Figure 3 presents the MSE of ${\hat{β}}_{1}$ and CARE of ML+ISS compared to FC. For most scenarios, there were no considerable differences in terms of MSE of ${\hat{β}}_{1}$ between the methods. However, ML+ISS yielded in some cases much larger sample sizes $N_{n e w}$ with the average sample size ${\bar{N}}_{n e w}$ up to 11.8 times higher than the original $N$ and a maximum difference between $N_{n e w}$ and $N$ of 6424 observations. Therefore, FC was a more efficient estimator in all but four scenarios, and in these four scenarios, CARE was very close to one. Interestingly, even with sample sizes of $N = 500$ , FC usually performed slightly better than ML+ISS. In extreme situations with the highest values of $β_{1}$ and small sample sizes of $N = 80$ , the MSE by FC was poor in absolute terms and could only slightly be improved by ML+ISS. The improvement came at the cost of much higher sample sizes, such that FC was substantially more efficient (CARE >> 1).
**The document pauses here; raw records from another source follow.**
//! Watchlist pagination state
//!
//! Maintains a growing, deduplicated list of "want to watch" movies across
//! paginated fetches. A fetch is split in two halves so the UI loop can run
//! the network call on a task:
//!
//! - [`WatchlistState::begin`] checks the guard, raises the loading flag and
//!   returns the page to request
//! - [`WatchlistState::apply`] folds the result in and clears the flags
//!
//! A failed fetch never partially applies: the list, page cursor and
//! `has_more` stay exactly as they were.

use anyhow::Result;
use tracing::{debug, error};

use crate::api::BlipClient;
use crate::merge::merge_by_id;
use crate::models::{Movie, WatchlistPage};

/// Page request produced by [`WatchlistState::begin`]
#[derive(Debug, Clone, Copy, PartialEq, Eq)]
pub struct PageRequest {
    /// Replace the list instead of appending to it
    pub reset: bool,
    /// 1-based page number to fetch
    pub page: u32,
}

/// Watchlist screen state
#[derive(Debug, Clone, PartialEq)]
pub struct WatchlistState {
    pub movies: Vec<Movie>,
    /// Next page to request, always >= 1
    pub page: u32,
    pub has_more: bool,
    /// Appending the next page
    pub loading: bool,
    /// Reloading from page 1
    pub refreshing: bool,
}

impl Default for WatchlistState {
    fn default() -> Self {
        Self {
            movies: Vec::new(),
            page: 1,
            has_more: true,
            loading: false,
            refreshing: false,
        }
    }
}

impl WatchlistState {
    pub fn new() -> Self {
        Self::default()
    }

    /// Whether any fetch is outstanding
    pub fn is_busy(&self) -> bool {
        self.loading || self.refreshing
    }

    /// Start a fetch. Returns `None` when appending past the last page.
    pub fn begin(&mut self, reset: bool) -> Option<PageRequest> {
        if !reset && !self.has_more {
            return None;
        }

        if reset {
            self.refreshing = true;
        } else {
            self.loading = true;
        }

        Some(PageRequest {
            reset,
            page: if reset { 1 } else { self.page },
        })
    }

    /// Fold the outcome of `request` into the state
    pub fn apply(&mut self, request: PageRequest, result: Result<WatchlistPage>) {
        match result {
            Ok(WatchlistPage { movies, has_more }) => {
                debug!(
                    page = request.page,
                    reset = request.reset,
                    count = movies.len(),
                    has_more,
                    "watchlist page loaded"
                );

                if request.reset {
                    self.movies = movies;
                    self.page = 1;
                } else if !movies.is_empty() {
                    let existing = std::mem::take(&mut self.movies);
                    self.movies = merge_by_id(existing, movies);
                    self.page += 1;
                }
                self.has_more = has_more;
            }
            Err(e) => {
                error!(page = request.page, "Could not fetch watchlist: {:#}", e);
            }
        }

        self.loading = false;
        self.refreshing = false;
    }

    /// Run a complete fetch against the backend
    pub async fn fetch_page(&mut self, client: &BlipClient, reset: bool) {
        let Some(request) = self.begin(reset) else {
            return;
        };
        let result = client.watchlist(request.page).await;
        self.apply(request, result);
    }
}

#[cfg(test)]
mod tests {
    use super::*;

    fn movie(id: u64) -> Movie {
        Movie {
            id,
            title: format!("Movie {}", id),
            image: String::new(),
            date: "2021".into(),
            rate: 6.5,
            overview: String::new(),
            trailer_key: None,
            runtime: "90".into(),
            genres: Vec::new(),
            director: None,
            platforms: Vec::new(),
        }
    }

    fn page(ids: &[u64], has_more: bool) -> WatchlistPage {
        WatchlistPage {
            movies: ids.iter().copied().map(movie).collect(),
            has_more,
        }
    }

    fn ids(state: &WatchlistState) -> Vec<u64> {
        state.movies.iter().map(|m| m.id).collect()
    }

    #[test]
    fn test_begin_sets_flags() {
        let mut state = WatchlistState::new();

        let req = state.begin(true).unwrap();
        assert_eq!(req, PageRequest { reset: true, page: 1 });
        assert!(state.refreshing);
        assert!(!state.loading);

        state.apply(req, Ok(page(&[], true)));
        state.page = 4;

        let req = state.begin(false).unwrap();
        assert_eq!(req, PageRequest { reset: false, page: 4 });
        assert!(state.loading);
        assert!(!state.refreshing);
    }

    #[test]
    fn test_append_without_more_is_noop() {
        let mut state = WatchlistState::new();
        state.has_more = false;
        state.movies = vec![movie(1)];
        let before = state.clone();

        assert!(state.begin(false).is_none());
        assert_eq!(state, before);
    }

    #[test]
    fn test_overlapping_page_merges() {
        let mut state = WatchlistState::new();
        state.movies = vec![movie(1), movie(2)];

        let req = state.begin(false).unwrap();
        state.apply(req, Ok(page(&[2, 3], true)));

        assert_eq!(ids(&state), vec![1, 2, 3]);
        assert_eq!(state.page, 2);
        assert!(!state.loading);
    }

    #[test]
    fn test_empty_page_keeps_cursor() {
        let mut state = WatchlistState::new();
        state.movies = vec![movie(1)];
        state.page = 3;

        let req = state.begin(false).unwrap();
        state.apply(req, Ok(page(&[], false)));

        assert_eq!(ids(&state), vec![1]);
        assert_eq!(state.page, 3);
        assert!(!state.has_more);
    }

    #[test]
    fn test_reset_replaces_everything() {
        let mut state = WatchlistState::new();
        state.movies = vec![movie(1), movie(2)];
        state.page = 5;
        state.has_more = false;

        let req = state.begin(true).unwrap();
        assert_eq!(req.page, 1);
        state.apply(req, Ok(page(&[7], true)));

        assert_eq!(ids(&state), vec![7]);
        assert_eq!(state.page, 1);
        assert!(state.has_more);
        assert!(!state.refreshing);
    }

    #[test]
    fn test_failure_leaves_state_untouched() {
        let mut state = WatchlistState::new();
        state.movies = vec![movie(1), movie(2)];
        state.page = 2;

        let req = state.begin(false).unwrap();
        state.apply(req, Err(anyhow::anyhow!("connection refused")));

        assert_eq!(ids(&state), vec![1, 2]);
        assert_eq!(state.page, 2);
        assert!(state.has_more);
        assert!(!state.is_busy());
    }

    #[test]
    fn test_sequential_disjoint_pages() {
        let mut state = WatchlistState::new();
        let pages: [&[u64]; 3] = [&[10, 11, 12], &[13, 14], &[15]];

        for (i, p) in pages.iter().enumerate() {
            let req = state.begin(false).unwrap();
            state.apply(req, Ok(page(p, i < 2)));
        }

        assert_eq!(ids(&state), vec![10, 11, 12, 13, 14, 15]);
        assert_eq!(state.page, 4);
        assert!(!state.has_more);
        assert!(state.begin(false).is_none());
    }
}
FC often achieved reasonably small MSE even with large proportions of separation, but it failed considerably in small sample situations ( $N = 80$ ) with strongest effects of $β_{1}$ and $E (Y) = 0.1$ , and in all small sample situations with $E (Y) = 0.1$ and $K = 10$ covariates included in the model. In the latter situations, ML+ISS as well yielded very unstable regression coefficient estimates with an extremely large MSE. As expected, by increasing the sample size, FC+ISS most often reduced the MSE of FC. However, it also occurred that the MSE was slightly increased despite the larger sample size: In some scenarios where bias towards zero was smaller for FC+ISS than FC, the latter yielded lower MSE, and, notably, in a few scenarios, FC outperformed FC+ISS with respect to both bias and the MSE.

Nested loop plot of the mean squared error (MSE) of ${\hat{β}}_{1}$ by the expected value of $Y,$ $E (Y) \in \{0.1, 0.25\},$ the number of covariates $K \in \{2, 5, 10\}$ , the value of $β_{1} \in \{0, 0.35, 1.39, 2.77\},$ and the sample size $N \in \{80, 200, 500\}$ for all simulated scenarios. In addition, CARE as defined in Equation (4) is shown by $+$ , where $CARE > 1$ suggests that ML+ISS is a less efficient estimator than FC. The results for ML+ISS for $E (Y) = 0.1$ , $K = 10$ and $N = 80$ are outside of the plot range. The CARE for some scenarios with $E (Y) = 0.1$ and $N = 80$ also lies outside of the plot range. FC, Firth’s correction; ML+ISS, maximum likelihood combined with the increasing sample size approach; FC+ISS, Firth’s correction combined with the increasing sample size approach; CARE, cost-adjusted relative efficiency.

Throughout scenarios with $β_{1} = 0$ and $E (Y) = 0.25$ , the type I error rate for FC was closest to the nominal level of 5%, while by ML+ISS and FC+ISS, the null hypothesis was on average rejected with slightly lower probability. The mean type I error rate over all these scenarios was 4.8% for FC, and 4.6% for ML+ISS and FL+ISS. In scenarios with $E (Y) = 0.1,$ all three approaches tended to be conservative; the type I error rate was on average 3.6% for FC and FC+ISS and 3.3% for ML+ISS. FC+ISS had the largest power throughout scenarios with a nonzero effect of $β_{1}$ . However, in scenarios with larger sample sizes of $N = 500$ , all approaches resulted in similar power, ML+ISS performing slightly worse than FC and FC+ISS whenever $E (Y) = 0.1$ . The power of FC was distinctively lower than the power of FC+ISS or ML+ISS in small sample situations with strong effects; throughout all scenarios with a sample size of $N = 80$ and $E (Y) = 0.1,$ its power stayed close to the $α$ level of 5% irrespective of $β_{1}$ . The mean power to detect $β_{1} \neq 0$ over all scenarios with $E (Y) = 0.25$ was 49.7% for FC, 49.8% for ML+ISS, and 52% for FC+ISS, and for $E (Y) = 0.1,$ the mean power was 25.9% for FC, 33.7% for ML+ISS, and 38.2% for FC+ISS, respectively. See Figure S1 in Supplementary Materials for detailed results on power and type I error rate for $β_{1}$ over all simulated scenarios.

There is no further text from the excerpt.